PROBLEM STATEMENT: Exactly the lines from the beginning of the material to the line with "let current = comparison.current.as_ref()?;" are to be repeated, both ends included.

Start of EXCERPTED DATA

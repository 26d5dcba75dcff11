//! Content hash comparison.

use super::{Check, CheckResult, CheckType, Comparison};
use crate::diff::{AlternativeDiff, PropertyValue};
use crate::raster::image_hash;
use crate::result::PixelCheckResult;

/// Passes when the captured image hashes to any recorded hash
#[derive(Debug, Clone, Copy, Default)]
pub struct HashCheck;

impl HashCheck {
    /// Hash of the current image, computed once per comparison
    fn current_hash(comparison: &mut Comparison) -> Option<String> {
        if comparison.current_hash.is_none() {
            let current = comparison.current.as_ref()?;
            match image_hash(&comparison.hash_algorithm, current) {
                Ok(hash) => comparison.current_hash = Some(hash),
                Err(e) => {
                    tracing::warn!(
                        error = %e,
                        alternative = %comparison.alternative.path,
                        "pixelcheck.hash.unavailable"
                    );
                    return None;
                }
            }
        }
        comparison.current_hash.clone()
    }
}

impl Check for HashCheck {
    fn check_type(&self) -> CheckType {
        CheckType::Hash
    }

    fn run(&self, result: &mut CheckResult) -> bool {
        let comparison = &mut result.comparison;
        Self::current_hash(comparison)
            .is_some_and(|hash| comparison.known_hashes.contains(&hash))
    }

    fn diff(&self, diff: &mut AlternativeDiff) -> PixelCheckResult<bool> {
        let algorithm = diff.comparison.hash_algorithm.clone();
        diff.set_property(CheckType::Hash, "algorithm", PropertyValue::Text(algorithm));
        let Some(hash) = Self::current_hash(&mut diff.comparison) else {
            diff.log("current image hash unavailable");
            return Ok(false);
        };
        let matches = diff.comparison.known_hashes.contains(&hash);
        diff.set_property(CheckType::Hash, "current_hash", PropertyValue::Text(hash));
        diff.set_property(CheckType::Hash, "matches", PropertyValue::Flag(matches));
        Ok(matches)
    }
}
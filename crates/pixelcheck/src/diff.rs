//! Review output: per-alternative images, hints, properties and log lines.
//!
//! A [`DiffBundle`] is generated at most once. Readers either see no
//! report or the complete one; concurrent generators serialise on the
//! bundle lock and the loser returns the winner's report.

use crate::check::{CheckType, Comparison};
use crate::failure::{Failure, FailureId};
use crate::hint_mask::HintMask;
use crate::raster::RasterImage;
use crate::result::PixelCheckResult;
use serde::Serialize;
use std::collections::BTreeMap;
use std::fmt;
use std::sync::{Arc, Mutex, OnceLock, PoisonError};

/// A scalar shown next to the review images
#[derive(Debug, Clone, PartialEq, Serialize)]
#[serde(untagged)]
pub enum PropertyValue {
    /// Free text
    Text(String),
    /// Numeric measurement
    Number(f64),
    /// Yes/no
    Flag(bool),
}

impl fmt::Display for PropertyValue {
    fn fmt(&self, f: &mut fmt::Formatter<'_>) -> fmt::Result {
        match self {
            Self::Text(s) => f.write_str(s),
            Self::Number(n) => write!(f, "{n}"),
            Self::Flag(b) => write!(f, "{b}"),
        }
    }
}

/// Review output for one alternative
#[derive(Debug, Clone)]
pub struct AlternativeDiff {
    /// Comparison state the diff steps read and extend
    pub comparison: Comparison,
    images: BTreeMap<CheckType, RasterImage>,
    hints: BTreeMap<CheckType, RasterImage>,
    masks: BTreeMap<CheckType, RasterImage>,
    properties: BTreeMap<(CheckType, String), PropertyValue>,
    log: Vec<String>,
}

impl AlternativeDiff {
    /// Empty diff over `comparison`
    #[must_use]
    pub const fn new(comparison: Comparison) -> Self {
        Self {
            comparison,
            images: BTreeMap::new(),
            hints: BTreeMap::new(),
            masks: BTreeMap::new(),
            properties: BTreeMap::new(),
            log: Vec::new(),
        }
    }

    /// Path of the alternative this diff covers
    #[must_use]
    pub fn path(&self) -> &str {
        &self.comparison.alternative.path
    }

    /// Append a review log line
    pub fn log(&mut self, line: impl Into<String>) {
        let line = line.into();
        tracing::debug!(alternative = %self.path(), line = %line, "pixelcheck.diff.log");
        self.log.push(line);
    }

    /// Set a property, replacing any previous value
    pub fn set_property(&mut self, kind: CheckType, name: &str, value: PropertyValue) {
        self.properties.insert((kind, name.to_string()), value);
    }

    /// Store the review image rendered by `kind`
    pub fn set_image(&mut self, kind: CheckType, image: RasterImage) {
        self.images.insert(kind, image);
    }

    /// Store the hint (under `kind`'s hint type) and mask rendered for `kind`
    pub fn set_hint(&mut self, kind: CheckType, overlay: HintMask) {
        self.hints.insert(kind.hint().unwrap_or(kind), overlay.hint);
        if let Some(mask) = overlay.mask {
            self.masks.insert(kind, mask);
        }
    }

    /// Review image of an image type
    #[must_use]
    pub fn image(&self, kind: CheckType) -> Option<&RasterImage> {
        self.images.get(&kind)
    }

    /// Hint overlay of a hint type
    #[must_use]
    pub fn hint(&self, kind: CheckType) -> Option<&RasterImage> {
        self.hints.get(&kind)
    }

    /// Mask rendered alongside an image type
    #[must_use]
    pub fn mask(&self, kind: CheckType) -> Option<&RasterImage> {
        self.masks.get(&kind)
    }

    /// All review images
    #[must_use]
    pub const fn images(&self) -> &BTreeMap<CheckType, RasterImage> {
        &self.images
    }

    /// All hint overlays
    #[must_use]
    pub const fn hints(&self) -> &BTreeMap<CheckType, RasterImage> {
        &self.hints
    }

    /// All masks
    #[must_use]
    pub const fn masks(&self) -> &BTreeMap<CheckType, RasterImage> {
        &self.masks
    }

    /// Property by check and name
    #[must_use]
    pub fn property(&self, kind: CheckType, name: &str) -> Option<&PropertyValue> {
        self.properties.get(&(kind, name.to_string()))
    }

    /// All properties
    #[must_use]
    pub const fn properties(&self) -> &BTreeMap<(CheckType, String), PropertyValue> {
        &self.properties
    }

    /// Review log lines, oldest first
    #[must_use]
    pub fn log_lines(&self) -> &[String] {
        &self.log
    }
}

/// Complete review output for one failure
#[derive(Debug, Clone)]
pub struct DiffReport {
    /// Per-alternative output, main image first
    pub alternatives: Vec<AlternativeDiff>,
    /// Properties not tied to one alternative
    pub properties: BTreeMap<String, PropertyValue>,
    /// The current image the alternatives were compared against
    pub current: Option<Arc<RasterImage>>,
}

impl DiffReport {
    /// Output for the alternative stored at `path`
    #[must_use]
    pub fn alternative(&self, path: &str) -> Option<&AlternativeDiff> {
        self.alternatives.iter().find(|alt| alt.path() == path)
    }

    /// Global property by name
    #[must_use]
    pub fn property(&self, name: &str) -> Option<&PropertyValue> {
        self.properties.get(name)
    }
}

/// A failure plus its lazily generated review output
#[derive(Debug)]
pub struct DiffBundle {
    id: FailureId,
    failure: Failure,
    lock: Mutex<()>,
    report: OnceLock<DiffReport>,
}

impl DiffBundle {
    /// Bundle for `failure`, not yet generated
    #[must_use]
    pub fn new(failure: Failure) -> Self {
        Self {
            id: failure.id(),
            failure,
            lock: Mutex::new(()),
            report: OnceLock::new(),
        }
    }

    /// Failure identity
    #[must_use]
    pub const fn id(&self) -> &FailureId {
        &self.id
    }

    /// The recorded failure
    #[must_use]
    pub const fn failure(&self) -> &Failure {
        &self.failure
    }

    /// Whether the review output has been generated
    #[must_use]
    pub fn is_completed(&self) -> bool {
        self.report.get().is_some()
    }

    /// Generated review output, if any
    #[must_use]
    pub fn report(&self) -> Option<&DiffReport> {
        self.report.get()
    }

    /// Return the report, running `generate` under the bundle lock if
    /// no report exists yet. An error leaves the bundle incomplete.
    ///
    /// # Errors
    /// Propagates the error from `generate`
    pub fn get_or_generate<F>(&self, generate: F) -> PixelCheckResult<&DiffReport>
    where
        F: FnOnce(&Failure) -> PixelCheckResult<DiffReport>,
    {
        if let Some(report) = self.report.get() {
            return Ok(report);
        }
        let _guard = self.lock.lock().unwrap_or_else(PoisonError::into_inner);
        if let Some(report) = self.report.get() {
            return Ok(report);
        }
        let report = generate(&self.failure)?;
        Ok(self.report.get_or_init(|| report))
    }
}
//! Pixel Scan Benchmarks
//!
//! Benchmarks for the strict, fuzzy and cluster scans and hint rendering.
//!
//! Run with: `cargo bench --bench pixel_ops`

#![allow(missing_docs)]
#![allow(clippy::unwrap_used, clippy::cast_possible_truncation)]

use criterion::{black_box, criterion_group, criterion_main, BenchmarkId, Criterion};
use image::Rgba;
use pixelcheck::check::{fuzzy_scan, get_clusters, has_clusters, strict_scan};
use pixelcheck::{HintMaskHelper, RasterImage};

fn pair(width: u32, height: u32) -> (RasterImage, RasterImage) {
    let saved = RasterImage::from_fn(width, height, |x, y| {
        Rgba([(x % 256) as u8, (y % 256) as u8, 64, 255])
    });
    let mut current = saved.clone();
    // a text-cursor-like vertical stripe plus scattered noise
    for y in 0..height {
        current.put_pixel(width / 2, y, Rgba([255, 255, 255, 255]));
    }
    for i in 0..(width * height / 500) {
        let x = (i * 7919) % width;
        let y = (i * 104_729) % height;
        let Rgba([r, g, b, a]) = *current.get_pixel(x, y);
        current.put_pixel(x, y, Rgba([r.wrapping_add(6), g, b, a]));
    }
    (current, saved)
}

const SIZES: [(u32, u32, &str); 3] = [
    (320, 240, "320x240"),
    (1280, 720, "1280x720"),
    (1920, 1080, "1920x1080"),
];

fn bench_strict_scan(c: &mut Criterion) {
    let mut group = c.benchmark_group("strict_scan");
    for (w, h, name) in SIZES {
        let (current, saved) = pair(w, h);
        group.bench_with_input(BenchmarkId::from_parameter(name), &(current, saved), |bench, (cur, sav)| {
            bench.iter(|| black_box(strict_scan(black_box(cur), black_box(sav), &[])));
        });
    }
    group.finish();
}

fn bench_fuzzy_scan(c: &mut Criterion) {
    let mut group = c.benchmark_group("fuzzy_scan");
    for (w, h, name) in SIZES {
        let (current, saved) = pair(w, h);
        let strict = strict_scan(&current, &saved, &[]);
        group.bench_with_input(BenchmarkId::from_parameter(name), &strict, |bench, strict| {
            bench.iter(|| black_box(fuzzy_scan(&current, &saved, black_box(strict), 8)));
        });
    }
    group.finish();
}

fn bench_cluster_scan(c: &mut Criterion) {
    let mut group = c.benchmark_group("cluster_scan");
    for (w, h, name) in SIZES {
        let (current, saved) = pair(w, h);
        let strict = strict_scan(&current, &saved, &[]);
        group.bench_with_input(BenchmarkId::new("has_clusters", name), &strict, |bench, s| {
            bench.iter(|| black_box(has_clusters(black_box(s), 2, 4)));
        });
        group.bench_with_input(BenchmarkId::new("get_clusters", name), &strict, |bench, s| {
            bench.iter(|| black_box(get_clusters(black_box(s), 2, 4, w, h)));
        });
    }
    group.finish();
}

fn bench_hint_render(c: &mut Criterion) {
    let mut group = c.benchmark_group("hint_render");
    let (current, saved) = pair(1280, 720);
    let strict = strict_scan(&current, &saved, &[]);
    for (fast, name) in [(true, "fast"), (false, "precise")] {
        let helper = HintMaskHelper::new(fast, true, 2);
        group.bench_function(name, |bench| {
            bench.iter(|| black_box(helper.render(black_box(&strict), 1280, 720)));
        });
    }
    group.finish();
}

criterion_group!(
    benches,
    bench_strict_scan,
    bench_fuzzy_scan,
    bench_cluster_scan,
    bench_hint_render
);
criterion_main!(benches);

End of EXCERPTED DATA

COMPLETED TASK:
repository 26d5dcba75dcff11
//! Content hash comparison.

use super::{Check, CheckResult, CheckType, Comparison};
use crate::diff::{AlternativeDiff, PropertyValue};
use crate::raster::image_hash;
use crate::result::PixelCheckResult;

/// Passes when the captured image hashes to any recorded hash
#[derive(Debug, Clone, Copy, Default)]
pub struct HashCheck;

impl HashCheck {
    /// Hash of the current image, computed once per comparison
    fn current_hash(comparison: &mut Comparison) -> Option<String> {
        if comparison.current_hash.is_none() {
            let current = comparison.current.as_ref()?;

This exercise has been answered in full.